Transcript
A (0:02)
Welcome to this special two part series of Diabetes Core Update where we will discuss what is arguably the most important advance in the care of people with diabetes since the discovery of insulin and that is the development of the cardiovascular outcome trials, the cvots. I'm your host, Dr. Neal Skolnick, professor of Family and Community Medicine at the Sidney Kimmel Medical College of Thomas Jefferson University. This special series of Diabetes Core Update is sponsored by Lilly. In the first of this two part series, we put the CVOTs into historical context with Dr. Steve Nissen and discuss the findings that led to the FDA mandate for the cvots. It is a fascinating story. If you didn't listen to that part, let me suggest. Take a listen. This story is amazing. Today we're going to discuss some of the trials that occurred as a result of that FDA mandate and the updated FDA guidance from 2020, as well as new aspects that are being included in current trials, including active comparators and imputed placebos. And then we'll talk about the Surpass CVOT which demonstrates the result of these new methodologies and provides us with new exciting information to discuss this. We are so privileged to have Dr. Darren McGuire joining us. Dr. McGu is the distinguished teaching professor Jerry H. Mitchell, MD, distinguished chair in Cardiovascular Science at the University of Texas Southwestern Medical center and Parkland Health System. He is the immediate past Deputy Editor of Circulation. He is the Senior Editor of Diabetes and Vascular Disease Research and editor of the textbook Diabetes Cardiology, A Companion to Bruno's Heart Disease. He is a former member of and present ad hoc consultant for the FDA Cardiovascular and Nephrology Drugs Advisory Committee.

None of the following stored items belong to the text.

//! Dataset storage: production data, working copies, and backups.
//!
//! A [`DatasetStore`] owns the three places managed data lives: the
//! promoted production datasets, per-run working copies, and timestamped
//! backups. Implementations must make [`DatasetStore::swap_production`]
//! atomic: readers see either the previous production data or the new
//! data in full, never a mix.

use std::collections::{BTreeMap, HashMap};
use std::io;
use std::path::PathBuf;
use std::sync::atomic::{AtomicBool, Ordering};

use parking_lot::RwLock;
use thiserror::Error;
use uuid::Uuid;

use crate::record::{DatasetKind, DatasetSet};

mod fs;

pub use fs::{BackupManifest, FsDatasetStore};

/// Errors raised by dataset stores.
#[derive(Debug, Error)]
pub enum StoreError {
    /// Reading or writing storage failed.
    #[error("Store I/O failed at '{path}': {source}")]
    Io {
        /// The path involved.
        path: PathBuf,
        /// The underlying I/O error.
        source: io::Error,
    },

    /// A stored dataset file did not parse.
    #[error("Stored data at '{path}' is malformed: {source}")]
    Malformed {
        /// The file that failed to parse.
        path: PathBuf,
        /// The underlying parse error.
        source: serde_json::Error,
    },

    /// A backup with this stamp already exists and must not be overwritten.
    #[error("Backup '{stamp}' already exists")]
    BackupExists {
        /// The colliding stamp.
        stamp: String,
    },

    /// No backup with this stamp exists.
    #[error("Backup '{stamp}' does not exist")]
    BackupMissing {
        /// The requested stamp.
        stamp: String,
    },

    /// A backup dataset holds a different number of records than expected.
    #[error("Backup '{stamp}' failed verification: {dataset} has {found} records, expected {expected}")]
    BackupCountMismatch {
        /// The backup stamp.
        stamp: String,
        /// The dataset that mismatched.
        dataset: DatasetKind,
        /// Records the source held.
        expected: usize,
        /// Records the backup holds.
        found: usize,
    },

    /// A backup dataset's content does not match its recorded checksum.
    #[error("Backup '{stamp}' failed verification: {dataset} checksum does not match")]
    BackupChecksumMismatch {
        /// The backup stamp.
        stamp: String,
        /// The dataset that mismatched.
        dataset: DatasetKind,
    },
}

impl StoreError {
    /// Wraps an I/O error with the path it occurred at.
    pub fn io(path: impl Into<PathBuf>, source: io::Error) -> Self {
        Self::Io {
            path: path.into(),
            source,
        }
    }
}

/// Storage backend for production data, working copies, and backups.
pub trait DatasetStore: Send + Sync {
    /// Reads the promoted production datasets.
    ///
    /// A store that has never been promoted to returns an empty set.
    fn read_production(&self) -> Result<DatasetSet, StoreError>;

    /// Writes (or rewrites) a run's working copy.
    fn write_working(&self, run_id: Uuid, datasets: &DatasetSet) -> Result<(), StoreError>;

    /// Removes a run's working copy, if present.
    fn discard_working(&self, run_id: Uuid) -> Result<(), StoreError>;

    /// Writes a backup under the given stamp. Stamps are never reused.
    fn write_backup(&self, stamp: &str, datasets: &DatasetSet) -> Result<(), StoreError>;

    /// Verifies a backup against the expected per-dataset record counts.
    fn verify_backup(
        &self,
        stamp: &str,
        expected: &BTreeMap<DatasetKind, usize>,
    ) -> Result<(), StoreError>;

    /// Reads a backup back into memory.
    fn read_backup(&self, stamp: &str) -> Result<DatasetSet, StoreError>;

    /// Lists backup stamps, oldest first.
    fn list_backups(&self) -> Result<Vec<String>, StoreError>;

    /// Atomically replaces the production datasets.
    fn swap_production(&self, datasets: &DatasetSet) -> Result<(), StoreError>;
}

#[derive(Default)]
struct MemoryInner {
    production: Option<DatasetSet>,
    backups: BTreeMap<String, DatasetSet>,
    working: HashMap<Uuid, DatasetSet>,
}

/// In-memory store for tests and embedded use.
///
/// Failure injection knobs let tests exercise the pipeline's backup and
/// promotion error paths without a filesystem.
#[derive(Default)]
pub struct MemoryDatasetStore {
    inner: RwLock<MemoryInner>,
    fail_backup: AtomicBool,
    fail_swap: AtomicBool,
}

impl MemoryDatasetStore {
    /// Creates an empty store.
    #[must_use]
    pub fn new() -> Self {
        Self::default()
    }

    /// Makes subsequent backup writes fail.
    pub fn set_fail_backup(&self, fail: bool) {
        self.fail_backup.store(fail, Ordering::SeqCst);
    }

    /// Makes subsequent production swaps fail.
    pub fn set_fail_swap(&self, fail: bool) {
        self.fail_swap.store(fail, Ordering::SeqCst);
    }

    /// Number of working copies currently held.
    #[must_use]
    pub fn working_copies(&self) -> usize {
        self.inner.read().working.len()
    }
}

impl DatasetStore for MemoryDatasetStore {
    fn read_production(&self) -> Result<DatasetSet, StoreError> {
        Ok(self
            .inner
            .read()
            .production
            .clone()
            .unwrap_or_default())
    }

    fn write_working(&self, run_id: Uuid, datasets: &DatasetSet) -> Result<(), StoreError> {
        self.inner.write().working.insert(run_id, datasets.clone());
        Ok(())
    }

    fn discard_working(&self, run_id: Uuid) -> Result<(), StoreError> {
        self.inner.write().working.remove(&run_id);
        Ok(())
    }

    fn write_backup(&self, stamp: &str, datasets: &DatasetSet) -> Result<(), StoreError> {
        if self.fail_backup.load(Ordering::SeqCst) {
            return Err(StoreError::io(
                "<memory>",
                io::Error::other("injected backup failure"),
            ));
        }
        let mut inner = self.inner.write();
        if inner.backups.contains_key(stamp) {
            return Err(StoreError::BackupExists {
                stamp: stamp.to_string(),
            });
        }
        inner.backups.insert(stamp.to_string(), datasets.clone());
        Ok(())
    }

    fn verify_backup(
        &self,
        stamp: &str,
        expected: &BTreeMap<DatasetKind, usize>,
    ) -> Result<(), StoreError> {
        let inner = self.inner.read();
        let backup = inner
            .backups
            .get(stamp)
            .ok_or_else(|| StoreError::BackupMissing {
                stamp: stamp.to_string(),
            })?;
        for (kind, &expected_count) in expected {
            let found = backup.get(*kind).len();
            if found != expected_count {
                return Err(StoreError::BackupCountMismatch {
                    stamp: stamp.to_string(),
                    dataset: *kind,
                    expected: expected_count,
                    found,
                });
            }
        }
        Ok(())
    }

    fn read_backup(&self, stamp: &str) -> Result<DatasetSet, StoreError> {
        self.inner
            .read()
            .backups
            .get(stamp)
            .cloned()
            .ok_or_else(|| StoreError::BackupMissing {
                stamp: stamp.to_string(),
            })
    }

    fn list_backups(&self) -> Result<Vec<String>, StoreError> {
        Ok(self.inner.read().backups.keys().cloned().collect())
    }

    fn swap_production(&self, datasets: &DatasetSet) -> Result<(), StoreError> {
        if self.fail_swap.load(Ordering::SeqCst) {
            return Err(StoreError::io(
                "<memory>",
                io::Error::other("injected swap failure"),
            ));
        }
        self.inner.write().production = Some(datasets.clone());
        Ok(())
    }
}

And as if that isn't enough, he's also has over 500 peer reviewed publications and if you read the author list of clinical trials as they come out, as I do, you'll notice that his name is on many of those trials, including the recently reported and soon to be published Surpass cvot. Darren, welcome to our podcast.
B (2:41)
Thanks Neil, always great to be with you. Thank you.
A (2:43)
It is. I so enjoy our conversations and I always learn when I'm talking to you. During the first part of this series, Steve Nissen gave us just a wonderful overview of the concerns that led to the FDA mandating the CVOTs as a part of new drug registration processes beginning in 2008. We have come a long way since then and let's take it from there forward. Over the next few years there were a number of trials, the DPP4 inhibitors that showed non inferiority for major adverse cardiac events, Mace and that was important to see. And then though, in September 2015, something really remarkable happened. Can you tell us about that?